The verse we memorize is often what I call the “what verse.” It tells what God had done, is doing, or will be doing for us. Maybe that’s why we like them so much. But sometimes right after the “what verse” is the “why verse.” It’s the payoff for what God did, is doing or will be doing for us.

As a person who has spent his whole life asking “why” every time someone told me the “what,” this is of the upmost importance to me. I don’t just want to understand the mechanics of something, but why it is the way it is.

With all that said, here are some key verses that are often quoted, and the verses that come right after them that should be quoted as well.

John 3:16

This is perhaps the most quoted verse by Christians, as it is the very foundation of our faith. I’ll concede that if a Christian was going to memorize only one verse of the entire Bible, this should be the one.

“For God so loved the world that He gave His one and only Son, that whoever believes in Him shall not perish but have eternal life.”

This is the “what” God has done for us; but if you stop there, you’re missing out on a verse that, to me, may be equally as important – the “why” God sent Jesus – salvation.

“For God did not send His Son into the world to condemn the world, but to save the world through Him.”

Matthew 7:1

This verse is important, important, important. I call it one of the foundational verses as is part of a solid foundation on which to live our lives.

Yet I believe it’s the most misunderstood verse; that’s because of the very fact Matthew 7:2 is rarely quoted with it. It needs to be!

Matthew 7:1 is short and to the point:

 “Do not judge, or you too will be judged.”

Sounds pretty easy — we shouldn’t judge.

I contend it does not mean we are never to judge, however. For example, while listening to someone, I’ll be judging them for signs they may be about to hurt themselves or others – so I can stop them.

That’s why It’s crucial to read Matthew 7:2 in conjunction with it. It tells us why we should only judge others the way we would want to be judged.

“For in the same way you judge others, you will be judged, and with the measure you use, it will be measured to you.”

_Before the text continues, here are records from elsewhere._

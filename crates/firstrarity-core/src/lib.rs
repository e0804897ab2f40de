//! FirstRarity Core - word and text rarity for an on-chain text collection
//!
//! Enumerates the collection's claimed token ids, reads each token's text
//! from the contract, and tabulates how rare every word, word count and
//! complete text is.

pub mod aggregate;
pub mod config;
pub mod contract;
pub mod error;
pub mod fetcher;
pub mod histogram;
pub mod index;
pub mod pipeline;
pub mod progress;
pub mod rarity;
pub mod report;
pub mod stats;
pub mod tokenizer;

/// Token identifier within the collection
pub type TokenId = u64;

pub use aggregate::{Aggregator, FrequencyMapping};
pub use config::Config;
pub use contract::{EthCallSource, TextSource};
pub use error::{RarityError, Result};
pub use histogram::{HistogramRenderer, PngHistogram};
pub use index::{IndexSource, OpenSeaIndex};
pub use pipeline::{PipelineContext, RunSummary};
pub use rarity::{compute_rarity, RarityRecord};
pub use tokenizer::Tokenizer;
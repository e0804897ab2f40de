//! End-to-end driver: enumerate, fetch, aggregate, rank, report

use tracing::info;

use crate::aggregate::Aggregator;
use crate::config::Config;
use crate::contract::TextSource;
use crate::error::Result;
use crate::fetcher::TextFetcher;
use crate::histogram::{histogram_filename, HistogramRenderer};
use crate::index::{verify_universe, Enumerator, IndexSource};
use crate::progress::StageTimer;
use crate::rarity::{compute_rarity, RarityRecord};
use crate::report::{self, TEXTS_FILE, TEXTS_HEADER, WORDS_FILE, WORDS_HEADER, WORD_COUNTS_FILE, WORD_COUNTS_HEADER};
use crate::stats::{self, DescriptiveStats};
use crate::TokenId;

/// Everything one run needs, passed explicitly through the stages
pub struct PipelineContext {
    pub config: Config,
    pub index: Box<dyn IndexSource>,
    pub texts: Box<dyn TextSource>,
    pub histogram: Box<dyn HistogramRenderer>,
}

/// Results of a completed run
#[derive(Debug, Clone)]
pub struct RunSummary {
    pub claimed: Vec<TokenId>,
    pub word_stats: DescriptiveStats,
    pub text_stats: DescriptiveStats,
    pub longest_word: Option<String>,
    pub distinct_words: usize,
    pub total_words: usize,
    pub words: Vec<RarityRecord<String>>,
    pub word_counts: Vec<RarityRecord<usize>>,
    pub complete_texts: Vec<RarityRecord<String>>,
}

impl PipelineContext {
    /// Run every stage in order. The first error aborts the run.
    pub fn run(&self) -> Result<RunSummary> {
        let config = &self.config;

        let timer = StageTimer::start("COLLECTING CLAIMED TOKEN IDS");
        let claimed = Enumerator::new(self.index.as_ref(), config).enumerate_claimed_ids()?;
        timer.finish();
        verify_universe(&claimed, config.universe_size)?;

        let timer = StageTimer::start("QUERYING CONTRACT");
        let mut agg = Aggregator::new();
        TextFetcher::new(self.texts.as_ref(), config).collect_into(&claimed, &mut agg)?;
        timer.finish();

        let word_lengths = stats::word_lengths(&agg.all_words);
        let word_stats = DescriptiveStats::from_values(&word_lengths);
        report::print_descriptive_stats(&word_stats, "WORD", "CHARACTERS");

        let longest_word = stats::longest_word(&agg.all_words).map(str::to_owned);
        report::print_longest_word(longest_word.as_deref());

        let distinct_words = stats::distinct_words(&agg.all_words);
        let total_words = agg.all_words.len();
        report::print_distinct_words(distinct_words, total_words);

        std::fs::create_dir_all(&config.output_dir)?;
        self.histogram.render(
            &word_lengths,
            &config.output_dir.join(histogram_filename("Word")),
        )?;

        let text_stats = DescriptiveStats::from_values(&agg.all_word_counts);
        report::print_descriptive_stats(&text_stats, "TEXT", "WORDS");
        self.histogram.render(
            &agg.all_word_counts,
            &config.output_dir.join(histogram_filename("Text")),
        )?;

        let words = compute_rarity(&agg.all_words, &agg.word_to_ids, total_words);
        let word_counts = compute_rarity(
            &agg.all_word_counts,
            &agg.word_count_to_ids,
            config.universe_size,
        );
        let complete_texts = compute_rarity(
            &agg.complete_texts,
            &agg.text_to_ids,
            config.universe_size,
        );

        let out = &config.output_dir;
        report::write_rarity_table(&out.join(WORDS_FILE), WORDS_HEADER, &words)?;
        report::write_rarity_table(&out.join(WORD_COUNTS_FILE), WORD_COUNTS_HEADER, &word_counts)?;
        report::write_rarity_table(&out.join(TEXTS_FILE), TEXTS_HEADER, &complete_texts)?;
        info!(output = %out.display(), "rarity tables written");

        Ok(RunSummary {
            claimed,
            word_stats,
            text_stats,
            longest_word,
            distinct_words,
            total_words,
            words,
            word_counts,
            complete_texts,
        })
    }
}
//! Frequency aggregation over fetched texts
//!
//! Builds the word, word-count and complete-text mappings that the rarity
//! tables are computed from.

use ahash::RandomState;
use indexmap::IndexMap;

use crate::tokenizer::Tokenizer;
use crate::TokenId;

/// Key -> identifiers that produced it, iterated in first-seen key order.
/// Repeated pushes of the same identifier are kept.
pub type FrequencyMapping<K> = IndexMap<K, Vec<TokenId>, RandomState>;

/// Accumulates every per-identifier text in enumeration order
pub struct Aggregator {
    tokenizer: Tokenizer,

    pub word_to_ids: FrequencyMapping<String>,
    pub word_count_to_ids: FrequencyMapping<usize>,
    pub text_to_ids: FrequencyMapping<String>,

    /// Every token of every text, flattened
    pub all_words: Vec<String>,
    /// Token count per text, aligned with enumeration order
    pub all_word_counts: Vec<usize>,
    /// Normalized texts, aligned with enumeration order
    pub complete_texts: Vec<String>,
}

impl Aggregator {
    pub fn new() -> Self {
        Self {
            tokenizer: Tokenizer::default(),
            word_to_ids: FrequencyMapping::default(),
            word_count_to_ids: FrequencyMapping::default(),
            text_to_ids: FrequencyMapping::default(),
            all_words: Vec::new(),
            all_word_counts: Vec::new(),
            complete_texts: Vec::new(),
        }
    }

    /// Tokenize a normalized text and record it under `id`
    pub fn add_text(&mut self, id: TokenId, text: &str) {
        let tokens = self.tokenizer.tokenize(text);
        self.add_tokens(id, text, tokens);
    }

    /// Record an already tokenized text under `id`
    pub fn add_tokens(&mut self, id: TokenId, text: &str, tokens: Vec<String>) {
        let word_count = tokens.len();

        self.complete_texts.push(text.to_owned());
        self.text_to_ids.entry(text.to_owned()).or_default().push(id);

        for token in &tokens {
            self.word_to_ids.entry(token.clone()).or_default().push(id);
        }
        self.all_words.extend(tokens);

        self.all_word_counts.push(word_count);
        self.word_count_to_ids.entry(word_count).or_default().push(id);
    }

    /// Number of texts recorded so far
    pub fn num_texts(&self) -> usize {
        self.complete_texts.len()
    }
}

impl Default for Aggregator {
    fn default() -> Self {
        Self::new()
    }
}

In my example, I want people judging my words looking for the same clues, so they can stop me.

John 13:34

God gave Moses the 10 commandments, a perfect framework for how we should live our lives. Jesus gave us an additional commandment, a perfect way to live our lives.

Important to note is the new commandment is not just that we love one another, but that we love one another as much as Jesus loves us.

John 13:34 is perhaps the best “what” verse in the Bible when it comes to fellowship.

“A new commandment I give to you, that you love one another; as I have loved you, that you also love one another. “

Now there are many “whys” as to the importance of this verse, but Jesus keys on one, in John 13:35 – so the world will see Jesus through us.

“By this all will know that you are My disciples, if you have love for one another.”

Jeremiah 29:11

This is the hope of Christians. Though in the Old Testament, it is what we cling to through our Lord and Savior, Jesus Christ.

The “what” of this one-two verse combo should send chills through our spine.

“For I know the plans I have for you,” declares the Lord, “plans to prosper you and not to harm you, plans to give you hope and a future.”

And the “why” is just as good, with Jeremiah 29:12 offering a key promise from God, one that we Christians count on every day.

“Then you will call on me and come and pray to me, and I will listen to you.”


There are many more 1-2 punches like these in the Bible, so don’t miss out by just reading the key verses. This is also true of what precedes some of the most quoted verses. It often provides context.

When you come to a verse that really speaks to you, read the verses around it for the context and the payoff. The key verses will likely speak to you even more.